Correlation of raloxifene solubility in supercritical CO2 and drug solubility via hybrid machine learning and gradient-based optimization.

Machine Learning


Gradient-based optimization

Gradient-based optimization is a powerful technique used to adjust the hyperparameters of various ML methods, including regression models. The concept of gradient is used to provide information on the direction and magnitude of the steepest descent of the objective (fitness) function. By calculating the derivatives relative to the hyperparameter, the optimization procedure aims to gradually improve its value, reduce the objective function, and determine the most effective hyperparameter configuration.17,18.

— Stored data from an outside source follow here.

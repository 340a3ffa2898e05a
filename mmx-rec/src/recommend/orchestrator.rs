//! Recommendation orchestrator
//!
//! Maps a stable emotion label to a refreshed playlist:
//!
//! 1. Reject labels that mean "no face" without touching the catalog
//! 2. Resolve the emotion profile (unknown labels use the neutral profile)
//! 3. Container id from cache, else from the catalog
//! 4. Content list from cache, else fetched with the fallback chain:
//!    targeted (seed genres + mood) → per-genre search → default genre
//! 5. Replace the playlist contents and cache the list
//!
//! Catalog failures inside the fetch chain are logged and the chain moves on;
//! a failure only surfaces when nothing at all could be fetched.

use super::cache::RecommendationCache;
use crate::catalog::{CatalogClient, CatalogError, ContainerId, ContentItem};
use mmx_common::config::RecommenderConfig;
use mmx_common::{EmotionProfile, ProfileTable};
use rand::seq::SliceRandom;
use serde::Serialize;
use std::collections::HashSet;
use std::fmt;
use std::sync::Arc;
use thiserror::Error;
use tracing::{debug, error, info, warn};

/// Labels the perception side reports when no face is usable
const FACE_NOT_VISIBLE_LABELS: [&str; 2] = ["waiting...", "no face detected"];

/// Catalog interaction a failure happened in
#[derive(Debug, Clone, Copy, PartialEq, Eq, Serialize)]
#[serde(rename_all = "snake_case")]
pub enum Stage {
    ResolveContainer,
    TargetedFetch,
    GenreFetch,
    DefaultGenreFetch,
    ReplaceContent,
}

impl Stage {
    pub fn as_str(&self) -> &'static str {
        match self {
            Stage::ResolveContainer => "resolve_container",
            Stage::TargetedFetch => "targeted_fetch",
            Stage::GenreFetch => "genre_fetch",
            Stage::DefaultGenreFetch => "default_genre_fetch",
            Stage::ReplaceContent => "replace_content",
        }
    }
}

impl fmt::Display for Stage {
    fn fmt(&self, f: &mut fmt::Formatter<'_>) -> fmt::Result {
        f.write_str(self.as_str())
    }
}

/// Recommendation failures
#[derive(Debug, Error)]
pub enum RecommendError {
    #[error("Please ensure your face is visible to the camera.")]
    FaceNotVisible,

    #[error("Could not find suitable tracks for emotion: {emotion}")]
    NoSuitableContent { emotion: String },

    #[error("Failed to retrieve or create playlist: {source}")]
    ContainerUnavailable { source: CatalogError },

    #[error("Catalog {stage} failed for emotion {emotion}: {source}")]
    Catalog {
        stage: Stage,
        emotion: String,
        source: CatalogError,
    },
}

impl RecommendError {
    /// HTTP-style status for the failure
    pub fn status(&self) -> u16 {
        match self {
            RecommendError::FaceNotVisible => 400,
            RecommendError::NoSuitableContent { .. } => 404,
            RecommendError::ContainerUnavailable { .. } | RecommendError::Catalog { .. } => 500,
        }
    }
}

/// Successful recommendation
#[derive(Debug, Clone, Serialize)]
pub struct Recommendation {
    /// Normalized label the profile was resolved with
    pub emotion: String,
    pub container: ContainerId,
    pub container_url: String,
    pub items: Vec<ContentItem>,
    /// True when the list came from the content cache
    pub from_cache: bool,
}

/// Fetch limits and fallbacks
#[derive(Debug, Clone, PartialEq, Eq)]
pub struct RecommenderSettings {
    /// Items per recommendation
    pub track_limit: usize,
    /// Candidates requested per catalog fetch
    pub candidate_pool: usize,
    /// Seed genres sent with the targeted fetch
    pub max_seed_genres: usize,
    /// Genre searched when every other fetch came back empty
    pub default_genre: String,
}

impl From<&RecommenderConfig> for RecommenderSettings {
    fn from(config: &RecommenderConfig) -> Self {
        Self {
            track_limit: config.track_limit,
            candidate_pool: config.candidate_pool,
            max_seed_genres: config.max_seed_genres,
            default_genre: config.default_genre.clone(),
        }
    }
}

impl Default for RecommenderSettings {
    fn default() -> Self {
        Self::from(&RecommenderConfig::default())
    }
}

/// Batch under construction: one item per artist, no repeats, nothing
/// recently recommended under the same seed key
struct Batch {
    limit: usize,
    items: Vec<ContentItem>,
    artists: HashSet<String>,
    ids: HashSet<String>,
    excluded: HashSet<String>,
    /// Candidates turned away only because they were recently recommended
    skipped_recent: usize,
}

impl Batch {
    fn new(limit: usize, excluded: HashSet<String>) -> Self {
        Self {
            limit,
            items: Vec::new(),
            artists: HashSet::new(),
            ids: HashSet::new(),
            excluded,
            skipped_recent: 0,
        }
    }

    fn is_full(&self) -> bool {
        self.items.len() >= self.limit
    }

    fn is_empty(&self) -> bool {
        self.items.is_empty()
    }

    fn extend(&mut self, candidates: Vec<ContentItem>) -> usize {
        let before = self.items.len();
        for item in candidates {
            if self.is_full() {
                break;
            }
            if self.ids.contains(&item.id) || self.artists.contains(&item.artist) {
                continue;
            }
            if self.excluded.contains(&item.id) {
                self.skipped_recent += 1;
                continue;
            }
            self.artists.insert(item.artist.clone());
            self.ids.insert(item.id.clone());
            self.items.push(item);
        }
        self.items.len() - before
    }
}

/// Outcome of the fetch chain before it is turned into a result
struct FetchOutcome {
    items: Vec<ContentItem>,
    any_success: bool,
    last_failure: Option<(Stage, CatalogError)>,
}

/// Progress of one pass through the fetch chain
struct ChainState {
    batch: Batch,
    any_success: bool,
    last_failure: Option<(Stage, CatalogError)>,
}

impl ChainState {
    fn new(limit: usize, excluded: HashSet<String>) -> Self {
        Self {
            batch: Batch::new(limit, excluded),
            any_success: false,
            last_failure: None,
        }
    }
}

pub struct Recommender {
    catalog: Arc<dyn CatalogClient>,
    cache: Arc<RecommendationCache>,
    profiles: Arc<ProfileTable>,
    settings: RecommenderSettings,
}

impl Recommender {
    pub fn new(
        catalog: Arc<dyn CatalogClient>,
        cache: Arc<RecommendationCache>,
        profiles: Arc<ProfileTable>,
        settings: RecommenderSettings,
    ) -> Self {
        Self {
            catalog,
            cache,
            profiles,
            settings,
        }
    }

    pub fn settings(&self) -> &RecommenderSettings {
        &self.settings
    }

    pub fn cache(&self) -> &RecommendationCache {
        &self.cache
    }

    /// Refresh the playlist for a stable emotion label
    pub async fn recommend(&self, label: &str) -> Result<Recommendation, RecommendError> {
        let normalized = label.trim().to_lowercase();
        if FACE_NOT_VISIBLE_LABELS.contains(&normalized.as_str()) {
            debug!(label = %normalized, "No usable face, skipping recommendation");
            return Err(RecommendError::FaceNotVisible);
        }

        let (emotion, profile) = self.profiles.resolve(&normalized);
        let container = self.container(emotion).await?;
        let container_url = self.catalog.container_url(&container);

        if let Some(items) = self.cache.content(emotion) {
            debug!(emotion, tracks = items.len(), "Content cache hit");
            return Ok(Recommendation {
                emotion: emotion.to_string(),
                container,
                container_url,
                items,
                from_cache: true,
            });
        }
        debug!(emotion, "Content cache miss");

        let outcome = self.fetch_batch(emotion, profile).await;
        if outcome.items.is_empty() {
            return Err(match outcome.last_failure {
                Some((stage, source)) if !outcome.any_success => RecommendError::Catalog {
                    stage,
                    emotion: emotion.to_string(),
                    source,
                },
                _ => {
                    warn!(emotion, "No tracks found for emotion");
                    RecommendError::NoSuitableContent {
                        emotion: emotion.to_string(),
                    }
                }
            });
        }

        let items = outcome.items;
        if let Err(source) = self.catalog.replace_content(&container, &items).await {
            error!(
                stage = %Stage::ReplaceContent,
                emotion,
                container = %container,
                error = %source,
                "Catalog call failed"
            );
            return Err(RecommendError::Catalog {
                stage: Stage::ReplaceContent,
                emotion: emotion.to_string(),
                source,
            });
        }

        self.cache.store_content(emotion, items.clone());
        info!(
            emotion,
            container = %container,
            tracks = items.len(),
            "Updated playlist"
        );

        Ok(Recommendation {
            emotion: emotion.to_string(),
            container,
            container_url,
            items,
            from_cache: false,
        })
    }

    async fn container(&self, emotion: &str) -> Result<ContainerId, RecommendError> {
        if let Some(id) = self.cache.container() {
            debug!(container = %id, "Container cache hit");
            return Ok(id);
        }

        match self.catalog.resolve_container().await {
            Ok(id) => {
                debug!(container = %id, "Resolved container");
                self.cache.store_container(id.clone());
                Ok(id)
            }
            Err(source) => {
                error!(
                    stage = %Stage::ResolveContainer,
                    emotion,
                    error = %source,
                    "Catalog call failed"
                );
                Err(RecommendError::ContainerUnavailable { source })
            }
        }
    }

    async fn fetch_batch(&self, emotion: &str, profile: &EmotionProfile) -> FetchOutcome {
        let seed_key = profile.seed_key();
        let recent = self.cache.recent();
        let mut chain = self.run_chain(emotion, profile, recent.get(&seed_key)).await;

        if chain.batch.is_empty() && chain.batch.skipped_recent > 0 {
            // Every usable candidate was handed out recently: start the key over
            info!(
                emotion,
                seed_key = %seed_key,
                skipped = chain.batch.skipped_recent,
                "Recent tracks exhausted, starting over"
            );
            recent.forget(&seed_key);
            chain = self.run_chain(emotion, profile, HashSet::new()).await;
        }

        let ids = chain.batch.items.iter().map(|item| item.id.clone());
        recent.remember(&seed_key, ids);

        let mut items = chain.batch.items;
        shuffle(&mut items);
        FetchOutcome {
            items,
            any_success: chain.any_success,
            last_failure: chain.last_failure,
        }
    }

    /// Targeted fetch, then per-genre fetches, then the default genre
    async fn run_chain(
        &self,
        emotion: &str,
        profile: &EmotionProfile,
        excluded: HashSet<String>,
    ) -> ChainState {
        let pool = self.settings.candidate_pool;
        let mut chain = ChainState::new(self.settings.track_limit, excluded);

        let seeds: Vec<String> = profile
            .seed_genres
            .iter()
            .take(self.settings.max_seed_genres)
            .cloned()
            .collect();
        if !seeds.is_empty() {
            let result = self
                .catalog
                .fetch_content(&seeds, Some(&profile.mood), pool)
                .await;
            absorb(emotion, Stage::TargetedFetch, result, &mut chain);
        }

        for genre in &profile.genres {
            if chain.batch.is_full() {
                break;
            }
            let result = self
                .catalog
                .fetch_content(std::slice::from_ref(genre), None, pool)
                .await;
            absorb(emotion, Stage::GenreFetch, result, &mut chain);
        }

        if chain.batch.is_empty() {
            warn!(
                emotion,
                default_genre = %self.settings.default_genre,
                "No tracks from profile genres, trying default genre"
            );
            let default_genre = [self.settings.default_genre.clone()];
            let result = self
                .catalog
                .fetch_content(&default_genre, None, pool)
                .await;
            absorb(emotion, Stage::DefaultGenreFetch, result, &mut chain);
        }

        chain
    }
}

fn absorb(
    emotion: &str,
    stage: Stage,
    result: Result<Vec<ContentItem>, CatalogError>,
    chain: &mut ChainState,
) {
    match result {
        Ok(candidates) => {
            chain.any_success = true;
            let offered = candidates.len();
            let accepted = chain.batch.extend(candidates);
            debug!(emotion, stage = %stage, offered, accepted, "Catalog fetch");
        }
        Err(source) => {
            error!(emotion, stage = %stage, error = %source, "Catalog call failed");
            chain.last_failure = Some((stage, source));
        }
    }
}

fn shuffle(items: &mut [ContentItem]) {
    items.shuffle(&mut rand::thread_rng());
}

In gradient-based optimization, the process begins by specifying an objective function that measures how well a given model runs with a given set of hyperparameters. This objective function is usually a measure of error or loss, such as an MSE or MAE. In fact, the derivatives of objective functions for hyperparameters can be obtained through methods such as automated differentiation and backpropagation. These gradients indicate the direction in which the hyperparameters are updated to reduce the objective function19.

It is important to note that gradient-based optimization requires that the objective function be differentiable for the hyperparameter. Additionally, care must be taken to avoid overfitting with local minimums during the optimization process. To alleviate these problems, techniques such as regularization and early halt can be adopted.

Gradient-based optimization of hyperparameters provides a systematic and efficient approach to finding the optimal hyperparameter values ​​for regression models. The force of gradients can be used to guide searches in hyperparameter spaces, leading to improved model performance and improved generalization to invisible data. The procedure is shown in Figure 219.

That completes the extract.